Love, how we speak of it, how we sing of it, how we imagine we understand it! We hardly care to formulate its terms or declare its requirements. We talk of it as a symphony, a song, a sentiment. Jesus Christ analyzes it. It seems an almost ruthless touch that He puts upon love as He declares its terms. We are accustomed to think of love as vaporizing itself away, or expressing itself in a fragrance which cannot be analyzed. We are called Philistines today if we begin to analyze love. Jesus the One Revealer puts His hand upon love and says, "Love is demonstrated by obedience." Obedience is the outcome of love and consequently its fairest blossom and fruitage. Jesus says to us, "You can express love perfectly only in the terms of law." Jesus says to us, "Love that is lawless is not love." "He that hath My commandments and keepeth them, he it is that loveth Me."

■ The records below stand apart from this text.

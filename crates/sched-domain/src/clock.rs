//! Clock & Timebase — the single source of "now" every other component
//! reads, writes, or schedules against. No component outside this module
//! calls `Utc::now()` directly; that seam is what lets tests substitute a
//! fixed or steppable clock instead of racing the wall clock.

use chrono::{DateTime, Utc};
use std::sync::{Arc, Mutex};

pub trait Clock: Send + Sync {
    fn now(&self) -> DateTime<Utc>;
}

/// Production clock: the OS wall clock, in UTC. Callers apply the
/// configured `TIMEZONE` themselves when doing cron/interval math — the
/// instant itself is zone-independent.
#[derive(Clone, Copy, Default)]
pub struct SystemClock;

impl Clock for SystemClock {
    fn now(&self) -> DateTime<Utc> {
        Utc::now()
    }
}

/// Test clock: holds a mutable instant, advanced explicitly by the test.
/// Never advances on its own — no sleeping, no wall-clock reads.
#[derive(Clone)]
pub struct FixedClock {
    inner: Arc<Mutex<DateTime<Utc>>>,
}

impl FixedClock {
    pub fn new(start: DateTime<Utc>) -> Self {
        Self {
            inner: Arc::new(Mutex::new(start)),
        }
    }

    pub fn set(&self, at: DateTime<Utc>) {
        *self.inner.lock().unwrap() = at;
    }

    pub fn advance(&self, by: chrono::Duration) {
        let mut guard = self.inner.lock().unwrap();
        *guard = *guard + by;
    }
}

impl Clock for FixedClock {
    fn now(&self) -> DateTime<Utc> {
        *self.inner.lock().unwrap()
    }
}

#[cfg(test)]
mod tests {
    use super::*;
    use chrono::TimeZone;

    #[test]
    fn fixed_clock_holds_instant() {
        let t = Utc.with_ymd_and_hms(2024, 1, 1, 0, 0, 0).unwrap();
        let clock = FixedClock::new(t);
        assert_eq!(clock.now(), t);
    }

    #[test]
    fn fixed_clock_advances_explicitly() {
        let t = Utc.with_ymd_and_hms(2024, 1, 1, 0, 0, 0).unwrap();
        let clock = FixedClock::new(t);
        clock.advance(chrono::Duration::seconds(30));
        assert_eq!(clock.now(), t + chrono::Duration::seconds(30));
    }

    #[test]
    fn system_clock_is_close_to_wall_clock() {
        let clock = SystemClock;
        let delta = (Utc::now() - clock.now()).num_milliseconds().abs();
        assert!(delta < 1000);
    }
}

Jesus, having expressed the truth concerning love in the terms of law, rose to another level: "He that loveth Me shall be loved of My Father, and I will love him, and will manifest Myself unto him." If love be most perfectly manifested by obedience to definite and positive commandments it has as its answer visions, voices, revelations, unfoldings, manifestations. Love's one supreme desire is to comprehend being loved. Thus love will obey the law, keep the commandments, and the loved One will answer the search by revealing Himself. "I will manifest myself unto him."
Let us look at the first thing more particularly. "He that hath My commandments and keepeth them, he it is that loveth Me." Some attempt to prove love to Christ by professing it, others by unceasing toil in His service, still others in a higher and better way, by the cultivation of a meek and lowly spirit, by the humility that does not obtrude itself, by manifestation among their fellows of that spirit which has learned sweetness and tenderness and gentleness at the very feet of our Lord Himself. No one in this congregation will for a single moment imagine that I am saying these things are wrong in themselves. I say that they will all be present in the life of the true lover of Jesus, but that none of them demonstrates love. All spring out of other causes and other reasons than love. Untiring zeal in the business of the Kingdom and the work of Jesus Christ does not prove love, nor does even the cultivated humility and meekness of spirit. Christ mentions none of these things. He says simply and prosaically--forgive that word, I do not quite like it, but am at a loss for a better--"There is only one way to prove that you love Me--keep My commandments." "He that hath my commandments and keepeth them, he it is that loveth me."
What are these commandments? First of all, the great kingly words which Jesus uttered while He was here that make for men the way of entrance upon the life of loyalty to Himself: "If any man would come after Me, let him deny himself, and take up his cross, and follow Me." That indicates the way of beginning in this whole pathway of loyalty. That one great word of Jesus covers the Christian pathway from its initiation to its consummation in the glory. What is the beginning? Denying self and taking up the cross. What is the progress? Following Him, until He lead us at last into the infinite light. There is, however, a larger application. His commandments are the words which He speaks in loneliness to the heart of everyone who really loves Him and leans upon His bosom, the simple words which He speaks in the silence of the morning or amid the rush of the noontide, or when the shadows of evening are falling; in the place of swift and subtle temptation, or in the quiet calm of that everyday life which becomes dreary because of its monotony. His commandments are given to all trusting souls immediately and directly.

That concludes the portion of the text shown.